How I Write | December 2020
Thanks to COVID, I'm relearning 4th grade grammar to help my son not fall behind while homeschooling. I'm quickly realizing that while my overall grasp of the English language gets my point across, my writings aren't perfect. I did strive for proper English and grammar throughout middle and high school. But in college I got a letter from a friend I hadn't seen in a while. My friend had notoriously horrible use of the English language and wrote just like she spoke. I was charmed because I could literally hear her talking as I read her letter and it made me miss her just a little less. Even in the books I read, I'm finding I enjoy imperfect characters, especially when they talk like I do and even make up words or saying that aren't in a Webster's circa 1999. If texting lingo can be considered a dialect, then it should be no great feat to forgive my writing idiosyncrasies. LOL.

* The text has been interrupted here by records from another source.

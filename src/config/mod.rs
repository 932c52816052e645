//! User settings for Eyeshade.
//!
//! This module provides:
//! - `AlarmClockConfig`, the validated settings value object
//! - `UserConfig`, which owns the values together with their store
//! - Settings storage backends (JSON file, in-memory)

pub mod error;
pub mod store;

use std::time::Duration;

use tracing::{debug, warn};

use crate::types::{format_duration, parse_duration, TrayPopupCloseMode, TrayPopupShowMode};

pub use error::{ConfigError, StoreError};
pub use store::{
    default_config_path, JsonSettingsStore, MemorySettingsStore, Settings, SettingsStore,
    CONFIG_FILE_NAME,
};

// ============================================================================
// Setting keys
// ============================================================================

pub const KEY_WORK_TIME: &str = "WorkTime";
pub const KEY_RESTING_TIME: &str = "RestingTime";
pub const KEY_NOTIFY_TIME: &str = "NotifyTime";
pub const KEY_RINGER_VOLUME: &str = "RingerVolume";
pub const KEY_AUTO_PAUSE_WHEN_USER_LEAVE: &str = "AutoPauseWhenUserLeave";
pub const KEY_TRAY_POPUP_SHOW_MODE: &str = "TrayPopupShowMode";
pub const KEY_TRAY_POPUP_CLOSE_MODE: &str = "TrayPopupCloseMode";

/// Shortest allowed work or resting phase.
pub const MIN_PHASE_TIME: Duration = Duration::from_secs(60);

/// Longest allowed work or resting phase.
pub const MAX_PHASE_TIME: Duration = Duration::from_secs(24 * 60 * 60);

/// Shortest allowed pre-alert lead time.
pub const MIN_NOTIFY_TIME: Duration = Duration::from_secs(1);

/// Longest allowed pre-alert lead time.
pub const MAX_NOTIFY_TIME: Duration = Duration::from_secs(60 * 60);

/// Loudest ringer volume.
pub const MAX_RINGER_VOLUME: u32 = 100;

// ============================================================================
// Validation
// ============================================================================

pub fn validate_work_time(value: Duration) -> Result<(), ConfigError> {
    if !(MIN_PHASE_TIME..=MAX_PHASE_TIME).contains(&value) {
        return Err(ConfigError::InvalidWorkTime(value));
    }
    Ok(())
}

pub fn validate_resting_time(value: Duration) -> Result<(), ConfigError> {
    if !(MIN_PHASE_TIME..=MAX_PHASE_TIME).contains(&value) {
        return Err(ConfigError::InvalidRestingTime(value));
    }
    Ok(())
}

pub fn validate_notify_time(value: Duration) -> Result<(), ConfigError> {
    if !(MIN_NOTIFY_TIME..=MAX_NOTIFY_TIME).contains(&value) {
        return Err(ConfigError::InvalidNotifyTime(value));
    }
    Ok(())
}

pub fn validate_ringer_volume(value: u32) -> Result<(), ConfigError> {
    if value > MAX_RINGER_VOLUME {
        return Err(ConfigError::InvalidRingerVolume(value));
    }
    Ok(())
}

// ============================================================================
// AlarmClockConfig
// ============================================================================

/// Settings consumed by the alarm clock.
#[derive(Debug, Clone, PartialEq, Eq)]
pub struct AlarmClockConfig {
    /// Length of a work phase (at least one minute)
    pub work_time: Duration,
    /// Length of a resting phase (at least one minute)
    pub resting_time: Duration,
    /// How long before the end of work the pre-alert fires (at least one second)
    pub notify_time: Duration,
    /// Ringer volume (0-100)
    pub ringer_volume: u32,
    /// Whether the idle detector may pause the work phase
    pub auto_pause_when_user_leave: bool,
    /// How the tray popup opens
    pub tray_popup_show_mode: TrayPopupShowMode,
    /// How the tray popup closes
    pub tray_popup_close_mode: TrayPopupCloseMode,
}

impl Default for AlarmClockConfig {
    fn default() -> Self {
        Self {
            work_time: Duration::from_secs(45 * 60),
            resting_time: Duration::from_secs(4 * 60),
            notify_time: Duration::from_secs(20),
            ringer_volume: 100,
            auto_pause_when_user_leave: true,
            tray_popup_show_mode: TrayPopupShowMode::default(),
            tray_popup_close_mode: TrayPopupCloseMode::default(),
        }
    }
}

impl AlarmClockConfig {
    /// Creates a new configuration with the specified work time.
    pub fn with_work_time(mut self, value: Duration) -> Self {
        self.work_time = value;
        self
    }

    /// Creates a new configuration with the specified resting time.
    pub fn with_resting_time(mut self, value: Duration) -> Self {
        self.resting_time = value;
        self
    }

    /// Creates a new configuration with the specified notify time.
    pub fn with_notify_time(mut self, value: Duration) -> Self {
        self.notify_time = value;
        self
    }

    /// Validates every bounded field.
    ///
    /// # Errors
    ///
    /// Returns the first field found out of range.
    pub fn validate(&self) -> Result<(), ConfigError> {
        validate_work_time(self.work_time)?;
        validate_resting_time(self.resting_time)?;
        validate_notify_time(self.notify_time)?;
        validate_ringer_volume(self.ringer_volume)?;
        Ok(())
    }

    /// Builds a configuration from raw settings.
    ///
    /// Unknown keys are ignored. Missing, malformed or out-of-range values
    /// fall back to their defaults.
    pub fn from_settings(settings: &Settings) -> Self {
        let defaults = Self::default();

        Self {
            work_time: load_field(settings, KEY_WORK_TIME, defaults.work_time, |s| {
                parse_duration(s).filter(|v| validate_work_time(*v).is_ok())
            }),
            resting_time: load_field(settings, KEY_RESTING_TIME, defaults.resting_time, |s| {
                parse_duration(s).filter(|v| validate_resting_time(*v).is_ok())
            }),
            notify_time: load_field(settings, KEY_NOTIFY_TIME, defaults.notify_time, |s| {
                parse_duration(s).filter(|v| validate_notify_time(*v).is_ok())
            }),
            ringer_volume: load_field(settings, KEY_RINGER_VOLUME, defaults.ringer_volume, |s| {
                s.trim()
                    .parse::<u32>()
                    .ok()
                    .filter(|v| validate_ringer_volume(*v).is_ok())
            }),
            auto_pause_when_user_leave: load_field(
                settings,
                KEY_AUTO_PAUSE_WHEN_USER_LEAVE,
                defaults.auto_pause_when_user_leave,
                parse_bool,
            ),
            tray_popup_show_mode: load_field(
                settings,
                KEY_TRAY_POPUP_SHOW_MODE,
                defaults.tray_popup_show_mode,
                |s| s.parse().ok(),
            ),
            tray_popup_close_mode: load_field(
                settings,
                KEY_TRAY_POPUP_CLOSE_MODE,
                defaults.tray_popup_close_mode,
                |s| s.parse().ok(),
            ),
        }
    }

    /// Serializes every field into raw settings.
    pub fn to_settings(&self) -> Settings {
        let mut settings = Settings::new();
        settings.insert(KEY_WORK_TIME.to_string(), format_duration(self.work_time));
        settings.insert(KEY_RESTING_TIME.to_string(), format_duration(self.resting_time));
        settings.insert(KEY_NOTIFY_TIME.to_string(), format_duration(self.notify_time));
        settings.insert(KEY_RINGER_VOLUME.to_string(), self.ringer_volume.to_string());
        settings.insert(
            KEY_AUTO_PAUSE_WHEN_USER_LEAVE.to_string(),
            self.auto_pause_when_user_leave.to_string(),
        );
        settings.insert(
            KEY_TRAY_POPUP_SHOW_MODE.to_string(),
            self.tray_popup_show_mode.as_str().to_string(),
        );
        settings.insert(
            KEY_TRAY_POPUP_CLOSE_MODE.to_string(),
            self.tray_popup_close_mode.as_str().to_string(),
        );
        settings
    }
}

fn load_field<T>(
    settings: &Settings,
    key: &str,
    default: T,
    parse: impl FnOnce(&str) -> Option<T>,
) -> T {
    let Some(raw) = settings.get(key) else {
        return default;
    };
    match parse(raw) {
        Some(value) => value,
        None => {
            warn!("Ignoring invalid setting {}={:?}, using default", key, raw);
            default
        }
    }
}

fn parse_bool(text: &str) -> Option<bool> {
    match text.trim().to_ascii_lowercase().as_str() {
        "true" => Some(true),
        "false" => Some(false),
        _ => None,
    }
}

// ============================================================================
// UserConfig
// ============================================================================

/// Settings values bound to the store they are persisted in.
///
/// Setters validate before mutating, return whether the value changed, and
/// persist on change. Store failures are logged and never surface from the
/// setters.
pub struct UserConfig {
    values: AlarmClockConfig,
    store: Box<dyn SettingsStore>,
}

impl UserConfig {
    /// Loads settings from the store, falling back to defaults on any failure.
    pub fn load(store: Box<dyn SettingsStore>) -> Self {
        let values = match store.read() {
            Ok(settings) => AlarmClockConfig::from_settings(&settings),
            Err(e) => {
                warn!(
                    "Failed to load settings from {}: {}, using defaults",
                    store.location(),
                    e
                );
                AlarmClockConfig::default()
            }
        };
        debug!("Loaded settings from {}: {:?}", store.location(), values);

        Self { values, store }
    }

    /// Creates a config over an empty in-memory store.
    pub fn in_memory() -> Self {
        Self::load(Box::new(MemorySettingsStore::new()))
    }

    /// Creates a config with the given values over an in-memory store.
    pub fn with_values(values: AlarmClockConfig) -> Self {
        Self {
            values,
            store: Box::new(MemorySettingsStore::new()),
        }
    }

    /// Returns the current values.
    pub fn values(&self) -> &AlarmClockConfig {
        &self.values
    }

    /// Returns where the settings are persisted.
    pub fn location(&self) -> String {
        self.store.location()
    }

    /// Persists every field, propagating store failures.
    ///
    /// # Errors
    ///
    /// Returns an error if the store cannot be written.
    pub fn try_save(&self) -> Result<(), StoreError> {
        self.store.write(&self.values.to_settings())
    }

    /// Persists every field, logging store failures.
    pub fn save(&self) {
        if let Err(e) = self.try_save() {
            warn!("Failed to save settings to {}: {}", self.store.location(), e);
        }
    }

    pub fn set_work_time(&mut self, value: Duration) -> Result<bool, ConfigError> {
        validate_work_time(value)?;
        Ok(self.update(|v| &mut v.work_time, value))
    }

    pub fn set_resting_time(&mut self, value: Duration) -> Result<bool, ConfigError> {
        validate_resting_time(value)?;
        Ok(self.update(|v| &mut v.resting_time, value))
    }

    pub fn set_notify_time(&mut self, value: Duration) -> Result<bool, ConfigError> {
        validate_notify_time(value)?;
        Ok(self.update(|v| &mut v.notify_time, value))
    }

    pub fn set_ringer_volume(&mut self, value: u32) -> Result<bool, ConfigError> {
        validate_ringer_volume(value)?;
        Ok(self.update(|v| &mut v.ringer_volume, value))
    }

    pub fn set_auto_pause_when_user_leave(&mut self, value: bool) -> bool {
        self.update(|v| &mut v.auto_pause_when_user_leave, value)
    }

    pub fn set_tray_popup_show_mode(&mut self, value: TrayPopupShowMode) -> bool {
        self.update(|v| &mut v.tray_popup_show_mode, value)
    }

    pub fn set_tray_popup_close_mode(&mut self, value: TrayPopupCloseMode) -> bool {
        self.update(|v| &mut v.tray_popup_close_mode, value)
    }

    fn update<T: PartialEq>(
        &mut self,
        field: impl FnOnce(&mut AlarmClockConfig) -> &mut T,
        value: T,
    ) -> bool {
        let slot = field(&mut self.values);
        if *slot == value {
            return false;
        }
        *slot = value;
        self.save();
        true
    }
}

// ============================================================================
// Tests
// ============================================================================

I am purposely descriptive in my writing. Every author strives to strike the chord that will reverberate through a reader for days, weeks, or years. It is my every intent to remind you of your first bike and that taste of freedom, wind in your hair, and possibilities along each mile of open road. Or to recall in your own memories that distinctive sound of the first snowfall. It is not my hope, but my calling to drag your thoughts from the daily stresses to recall the smell of a real Christmas tree or fresh cut alfalfa too wet to bale.
I am also purposely vague in my descriptions of where events take place. It could be your town, your river, your bridge, your backyard I write about. I’m purposely vague because in the last 20 years, the landscape of which I write here has changed. Buildings have burned and been rebuilt. The land has been sustainably harvested. I’m sure the road has been repaved or at least tarred and pea graveled.
My writings take place roughly between 1990-2000. Before cell phones. Before WIFI. Before COVID and telework and apocalyptic politics. Or maybe it was just before I started paying attention…
All of these stories are true....to the extent that one perspective of any event is the whole truth.